PROBLEM:
Check each line of the entries below for the word "members", and copy out the ones that have it.

START RECORDS TO PROCESS

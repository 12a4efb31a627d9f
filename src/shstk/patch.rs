//! Seeding of the shadow stack arrays in `.x86shadowstack.arr`.
//!
//! Every shadow stack array is described by a `__<name>_shstk_arr` symbol.
//! The linker leaves the member count in the first word of the array; the
//! array itself is otherwise zero. This rewrites each array so every member
//! ends with the record the kernel expects to find when it first switches
//! to that shadow stack.

use std::fs::OpenOptions;
use std::io::{Read, Seek, SeekFrom, Write};
use std::path::Path;

use endian_num::{le32, le64};
use log::{debug, info};
use zerocopy::{AsBytes, FromBytes};

use crate::arch::Arch;
use crate::elf::{Kernel, Section, Symbol, Symbols};
use crate::{Error, Result};

pub const SECTION: &str = ".x86shadowstack.arr";

/// Array holding the IRQ shadow stacks, one group of substacks per CPU.
const IRQ_STACKS: &str = "__z_interrupt_stacks_shstk_arr";

const X86_KERNEL_CS: u64 = 0x18;

pub fn is_shstk_array(name: &str) -> bool {
	name.starts_with("__") && name.ends_with("_shstk_arr")
}

/// IA-32 stack top.
#[derive(
	zerocopy_derive::FromZeroes,
	zerocopy_derive::FromBytes,
	zerocopy_derive::AsBytes
)]
#[derive(Clone, Copy, Debug)]
#[repr(C, packed)]
pub struct X86Token {
	pub ssp: le64,
	pub padding: le32,
	pub entry: le32,
}

/// x86-64 thread stack top.
#[derive(
	zerocopy_derive::FromZeroes,
	zerocopy_derive::FromBytes,
	zerocopy_derive::AsBytes
)]
#[derive(Clone, Copy, Debug)]
#[repr(C, packed)]
pub struct X86_64Token {
	/// Supervisor shadow stack token, busy bit set.
	pub token: le64,
	pub prev_ssp: le64,
	pub entry: le64,
	pub cs: le64,
	pub zero: le64,
}

/// The record written at the top of each shadow stack.
#[derive(Debug, Clone, Copy, PartialEq, Eq)]
pub enum StackTop {
	/// IA-32: supervisor token, padding, thread entry point.
	X86 { entry: u32 },
	/// x86-64 thread stacks: supervisor token, previous SSP, thread entry
	/// point, kernel code selector, zero.
	X86_64 { entry: u64 },
	/// x86-64 IRQ stacks: a lone supervisor token.
	X86_64Irq,
}

impl StackTop {
	pub fn size(&self) -> usize {
		match self {
			Self::X86 { .. } => size_of::<X86Token>(),
			Self::X86_64 { .. } => size_of::<X86_64Token>(),
			Self::X86_64Irq => size_of::<le64>(),
		}
	}

	/// Writes the record into the tail of `buf`, whose last byte sits just
	/// below the address `end`.
	fn write(&self, buf: &mut [u8], end: u64) {
		let top = buf.len() - self.size();
		let tail = &mut buf[top..];
		match *self {
			Self::X86 { entry } => {
				let token = X86Token {
					ssp: le64::from_ne(end - 8),
					padding: le32::from_ne(0),
					entry: le32::from_ne(entry),
				};
				tail.copy_from_slice(token.as_bytes());
			}
			Self::X86_64 { entry } => {
				let token = X86_64Token {
					token: le64::from_ne(end - 32 + 1),
					prev_ssp: le64::from_ne(end - 8),
					entry: le64::from_ne(entry),
					cs: le64::from_ne(X86_KERNEL_CS),
					zero: le64::from_ne(0),
				};
				tail.copy_from_slice(token.as_bytes());
			}
			Self::X86_64Irq => tail.copy_from_slice(le64::from_ne(end - 8).as_bytes()),
		}
	}
}

/// One shadow stack array as laid out by the linker.
#[derive(Debug, Clone, Copy, PartialEq, Eq)]
pub struct ShadowStackArray<'a> {
	pub name: &'a str,
	/// Address of the first member.
	pub addr: u64,
	/// Size of the whole array in bytes.
	pub size: usize,
	/// Number of shadow stacks in the array.
	pub nmemb: u64,
}

impl ShadowStackArray<'_> {
	/// Builds the new contents of the array.
	///
	/// The array is split into `nmemb` equally sized stacks, each topped with
	/// `top`. An empty array (for example a disabled dynamic thread pool) is
	/// left zeroed.
	pub fn patch(&self, top: StackTop) -> Result<Vec<u8>> {
		let mut buf = vec![0; self.size];
		if self.nmemb == 0 {
			debug!("{}: no members", self.name);
			return Ok(buf);
		}

		let out_of_bounds = |reason| Error::ArrayOutOfBounds {
			name: self.name.to_string(),
			reason,
		};

		let nmemb = usize::try_from(self.nmemb)
			.map_err(|_| out_of_bounds(format!("{} members", self.nmemb)))?;
		let stack_size = self.size / nmemb;
		if stack_size < top.size() {
			return Err(out_of_bounds(format!(
				"{nmemb} members of {stack_size} bytes cannot hold a {}-byte stack top",
				top.size()
			)));
		}

		debug!(
			"{}: {nmemb} shadow stacks of {stack_size:#x} bytes at {:#x}",
			self.name, self.addr
		);

		for (i, member) in buf.chunks_exact_mut(stack_size).take(nmemb).enumerate() {
			let end = self.addr + ((i + 1) * stack_size) as u64;
			top.write(member, end);
		}

		Ok(buf)
	}
}

/// Architecture specific inputs to the stack top records.
#[derive(Debug, Clone, Copy, PartialEq, Eq)]
pub struct StackTops {
	pub thread: StackTop,
	/// `CONFIG_ISR_DEPTH`, only needed for the x86-64 IRQ stacks.
	pub isr_depth: Option<u64>,
}

impl StackTops {
	pub fn from_symbols(arch: Arch, symbols: &Symbols<'_>) -> Result<Self> {
		match arch {
			Arch::X86 => {
				let entry_symbol = if symbols.get("CONFIG_X86_DEBUG_INFO").unwrap_or(0) != 0 {
					"z_x86_thread_entry_wrapper"
				} else {
					"z_thread_entry"
				};
				let entry = symbols.require(entry_symbol)?;
				let entry = u32::try_from(entry).map_err(|_| {
					Error::MalformedImage(format!(
						"`{entry_symbol}` at {entry:#x} is not a 32-bit address"
					))
				})?;

				Ok(Self {
					thread: StackTop::X86 { entry },
					isr_depth: None,
				})
			}
			Arch::X86_64 => Ok(Self {
				thread: StackTop::X86_64 {
					entry: symbols.require("z_thread_entry")?,
				},
				isr_depth: symbols.get("CONFIG_ISR_DEPTH"),
			}),
		}
	}

	/// Picks the record and member count for the array `name`, whose first
	/// word says it holds `nmemb` members.
	fn for_array(&self, arch: Arch, name: &str, nmemb: u64) -> Result<(StackTop, u64)> {
		if arch == Arch::X86_64 && name == IRQ_STACKS {
			let isr_depth = self
				.isr_depth
				.ok_or_else(|| Error::MissingSymbol("CONFIG_ISR_DEPTH".to_string()))?;
			Ok((StackTop::X86_64Irq, nmemb.saturating_mul(isr_depth)))
		} else {
			Ok((self.thread, nmemb))
		}
	}
}

/// Collects the shadow stack arrays of an image, sorted by address.
pub fn arrays<'a>(kernel: &Kernel<'a>, section: &Section<'a>) -> Result<Vec<(Symbol<'a>, u64)>> {
	let mut arrays = kernel
		.iter_symbols()
		.filter(|sym| is_shstk_array(sym.name))
		.map(|sym| -> Result<_> {
			let nmemb = sym
				.section_offset(section)
				.and_then(|offset| le32::read_from_prefix(section.data.get(offset..)?))
				.ok_or_else(|| Error::ArrayOutOfBounds {
					name: sym.name.to_string(),
					reason: format!("{:#x} is not inside {SECTION}", sym.value),
				})?;
			Ok((sym, u64::from(nmemb.to_ne())))
		})
		.collect::<Result<Vec<_>>>()?;

	arrays.sort_by_key(|(sym, _)| sym.value);
	Ok(arrays)
}

/// Computes the new contents of the shadow stack section.
pub fn patch_section<'a>(kernel: &Kernel<'a>, arch: Arch) -> Result<(Section<'a>, Vec<u8>)> {
	let section = kernel.section_by_name(SECTION)?;
	let symbols = kernel.symbols()?;
	let tops = StackTops::from_symbols(arch, &symbols)?;

	let mut contents = section.data.to_vec();
	if contents.len() as u64 != section.size {
		return Err(Error::MalformedImage(format!(
			"{SECTION} has no contents in the file"
		)));
	}

	for (sym, nmemb) in arrays(kernel, &section)? {
		let (top, nmemb) = tops.for_array(arch, sym.name, nmemb)?;
		let array = ShadowStackArray {
			name: sym.name,
			addr: sym.value,
			size: usize::try_from(sym.size).unwrap_or(usize::MAX),
			nmemb,
		};

		let start = sym.section_offset(&section).unwrap_or(contents.len());
		splice(&mut contents, start, &array, top)?;
	}

	Ok((section, contents))
}

/// Overwrites the bytes of `array`, which starts `start` bytes into the
/// section `contents`.
fn splice(
	contents: &mut [u8],
	start: usize,
	array: &ShadowStackArray<'_>,
	top: StackTop,
) -> Result<()> {
	let range = start
		.checked_add(array.size)
		.filter(|end| *end <= contents.len())
		.map(|end| start..end)
		.ok_or_else(|| Error::ArrayOutOfBounds {
			name: array.name.to_string(),
			reason: format!("{:#x} bytes do not fit in {SECTION}", array.size),
		})?;

	contents[range].copy_from_slice(&array.patch(top)?);
	Ok(())
}

/// Patches the shadow stack section of the image at `path` in place.
pub fn patch_file(path: &Path, arch: Option<Arch>) -> Result<()> {
	let mut file = OpenOptions::new().read(true).write(true).open(path)?;
	let mut bytes = Vec::new();
	file.read_to_end(&mut bytes)?;

	let kernel = Kernel::parse(&bytes)?;
	let arch = arch.unwrap_or_else(|| Arch::from_elf_class(kernel.is_64()));
	let (section, contents) = patch_section(&kernel, arch)?;

	info!(
		"patching {} bytes of {SECTION} at file offset {:#x} for {}",
		contents.len(),
		section.offset,
		arch.name()
	);
	file.seek(SeekFrom::Start(section.offset))?;
	file.write_all(&contents)?;
	file.flush()?;

	Ok(())
}
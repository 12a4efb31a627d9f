//! Build-time generators for x86 boot tables.
//!
//! These read a partially linked kernel image and produce the tables that
//! the final link embeds at well-known symbols:
//!
//! - [`gdt`]: the Global Descriptor Table,
//! - [`idt`]: the Interrupt Descriptor Table, the IRQ to vector map and the
//!   free vector bitmap,
//! - [`shstk`]: CET shadow stack tokens and the IRQ shadow substack size.
//!
//! All emitted structures are little-endian regardless of the host.

pub mod arch;
pub mod cli;
pub mod elf;
mod error;
pub mod gdt;
pub mod idt;
pub mod kconfig;
pub mod shstk;

pub use error::{Error, Result};
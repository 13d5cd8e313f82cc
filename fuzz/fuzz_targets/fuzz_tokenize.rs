#![no_main]

use arbitrary::Arbitrary;
use jsontok::{Dialect, Token, Tokenizer};
use libfuzzer_sys::fuzz_target;

/// Structured fuzz input: the dialect switch takes part in mutation, so a
/// single corpus exercises both grammars.
#[derive(Arbitrary, Debug)]
struct FuzzInput<'a> {
    permissive: bool,
    data: &'a [u8],
}

fuzz_target!(|input: FuzzInput| {
    let dialect = if input.permissive {
        Dialect::Permissive
    } else {
        Dialect::Strict
    };
    let data = input.data;

    // A token spans at least one input byte, so this pool never fills.
    let mut tokens = vec![Token::default(); data.len() + 1];
    let mut tokenizer = Tokenizer::new(dialect);
    let parsed = tokenizer.parse(data, &mut tokens);

    let mut counter = Tokenizer::new(dialect);
    let counted = counter.count(data);

    match parsed {
        Ok(parsed) => {
            // Counting mode agrees on every accepted input.
            assert_eq!(counted, Ok(parsed));
            // Tokens come out in input order with in-bounds payloads.
            for pair in tokens[..parsed].windows(2) {
                assert!(pair[0].start <= pair[1].start);
            }
            for tok in &tokens[..parsed] {
                let span = tok.span().expect("accepted tokens are delimited");
                assert!(span.start <= span.end);
                assert!(span.end <= data.len());
            }
        }
        Err(err) => {
            // Errors are stable: repeating the call makes no progress.
            let pos = tokenizer.pos();
            let allocated = tokenizer.tokens_parsed();
            assert_eq!(tokenizer.parse(data, &mut tokens), Err(err));
            assert_eq!(tokenizer.pos(), pos);
            assert_eq!(tokenizer.tokens_parsed(), allocated);
        }
    }
});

END RECORDS TO PROCESS

RESPONSE TO THE EXERCISE:
			debug!("{}: no members", self.name);
			.map_err(|_| out_of_bounds(format!("{} members", self.nmemb)))?;
				"{nmemb} members of {stack_size} bytes cannot hold a {}-byte stack top",
	/// word says it holds `nmemb` members.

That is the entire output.